| TASK STATEMENT |
The required result is every line of the records that includes "trimmed".

| THE RECORDS |
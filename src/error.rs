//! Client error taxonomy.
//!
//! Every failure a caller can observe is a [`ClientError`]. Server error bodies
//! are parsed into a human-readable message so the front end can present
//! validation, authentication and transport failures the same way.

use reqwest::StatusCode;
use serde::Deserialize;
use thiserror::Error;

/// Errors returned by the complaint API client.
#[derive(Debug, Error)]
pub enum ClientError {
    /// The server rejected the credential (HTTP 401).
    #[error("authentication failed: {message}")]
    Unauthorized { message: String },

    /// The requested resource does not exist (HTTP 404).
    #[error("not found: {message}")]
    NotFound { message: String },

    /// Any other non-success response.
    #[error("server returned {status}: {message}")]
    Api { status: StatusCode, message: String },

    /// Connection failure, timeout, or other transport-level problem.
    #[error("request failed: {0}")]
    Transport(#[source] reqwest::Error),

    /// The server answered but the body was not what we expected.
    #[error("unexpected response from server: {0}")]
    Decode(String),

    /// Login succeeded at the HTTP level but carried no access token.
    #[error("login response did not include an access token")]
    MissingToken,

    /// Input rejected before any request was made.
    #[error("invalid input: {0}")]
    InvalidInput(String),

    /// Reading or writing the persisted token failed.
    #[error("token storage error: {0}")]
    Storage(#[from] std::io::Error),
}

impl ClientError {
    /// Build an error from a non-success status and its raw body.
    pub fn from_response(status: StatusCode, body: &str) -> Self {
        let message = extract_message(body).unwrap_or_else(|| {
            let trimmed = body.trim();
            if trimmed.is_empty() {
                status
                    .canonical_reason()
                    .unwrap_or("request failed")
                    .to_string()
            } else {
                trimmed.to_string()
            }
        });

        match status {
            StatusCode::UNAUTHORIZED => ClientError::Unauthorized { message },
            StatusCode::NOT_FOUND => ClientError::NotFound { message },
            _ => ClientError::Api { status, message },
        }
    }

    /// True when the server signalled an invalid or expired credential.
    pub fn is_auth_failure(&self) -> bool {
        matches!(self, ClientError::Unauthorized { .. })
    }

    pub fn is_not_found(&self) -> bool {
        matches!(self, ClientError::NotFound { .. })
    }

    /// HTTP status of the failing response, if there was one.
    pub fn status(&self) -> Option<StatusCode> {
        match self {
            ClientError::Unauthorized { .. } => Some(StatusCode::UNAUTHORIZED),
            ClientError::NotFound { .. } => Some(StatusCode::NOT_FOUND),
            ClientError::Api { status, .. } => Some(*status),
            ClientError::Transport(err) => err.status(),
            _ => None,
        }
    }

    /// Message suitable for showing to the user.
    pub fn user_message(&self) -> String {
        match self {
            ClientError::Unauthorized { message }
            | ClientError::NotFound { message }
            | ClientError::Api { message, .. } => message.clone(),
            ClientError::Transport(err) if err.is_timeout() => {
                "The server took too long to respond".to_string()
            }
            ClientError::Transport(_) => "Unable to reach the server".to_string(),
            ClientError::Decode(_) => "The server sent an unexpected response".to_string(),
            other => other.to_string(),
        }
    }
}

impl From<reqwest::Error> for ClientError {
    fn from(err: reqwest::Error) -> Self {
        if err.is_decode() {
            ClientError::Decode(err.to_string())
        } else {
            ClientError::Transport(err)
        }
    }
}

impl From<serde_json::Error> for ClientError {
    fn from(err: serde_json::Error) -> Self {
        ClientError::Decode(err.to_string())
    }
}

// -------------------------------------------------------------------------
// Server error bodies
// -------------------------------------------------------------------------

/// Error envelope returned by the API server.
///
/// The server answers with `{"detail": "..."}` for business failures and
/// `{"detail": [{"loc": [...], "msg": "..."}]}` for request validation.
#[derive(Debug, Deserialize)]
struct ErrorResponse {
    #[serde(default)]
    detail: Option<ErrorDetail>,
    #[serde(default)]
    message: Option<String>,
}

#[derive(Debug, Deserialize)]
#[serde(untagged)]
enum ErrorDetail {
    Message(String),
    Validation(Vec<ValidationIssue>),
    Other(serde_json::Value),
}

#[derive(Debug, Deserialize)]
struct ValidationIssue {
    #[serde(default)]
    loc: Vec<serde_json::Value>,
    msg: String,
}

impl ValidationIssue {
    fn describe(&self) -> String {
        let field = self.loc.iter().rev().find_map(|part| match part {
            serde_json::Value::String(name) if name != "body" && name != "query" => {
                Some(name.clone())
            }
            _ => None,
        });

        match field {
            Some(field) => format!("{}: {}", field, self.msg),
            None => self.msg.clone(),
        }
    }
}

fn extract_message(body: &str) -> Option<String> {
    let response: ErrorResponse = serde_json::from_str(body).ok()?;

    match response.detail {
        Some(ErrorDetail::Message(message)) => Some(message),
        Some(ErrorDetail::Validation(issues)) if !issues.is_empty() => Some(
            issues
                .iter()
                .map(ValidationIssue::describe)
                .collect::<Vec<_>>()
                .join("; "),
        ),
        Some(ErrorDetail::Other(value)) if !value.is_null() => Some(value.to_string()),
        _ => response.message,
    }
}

| TASK OUTPUT |
            let trimmed = body.trim();
            if trimmed.is_empty() {
                trimmed.to_string()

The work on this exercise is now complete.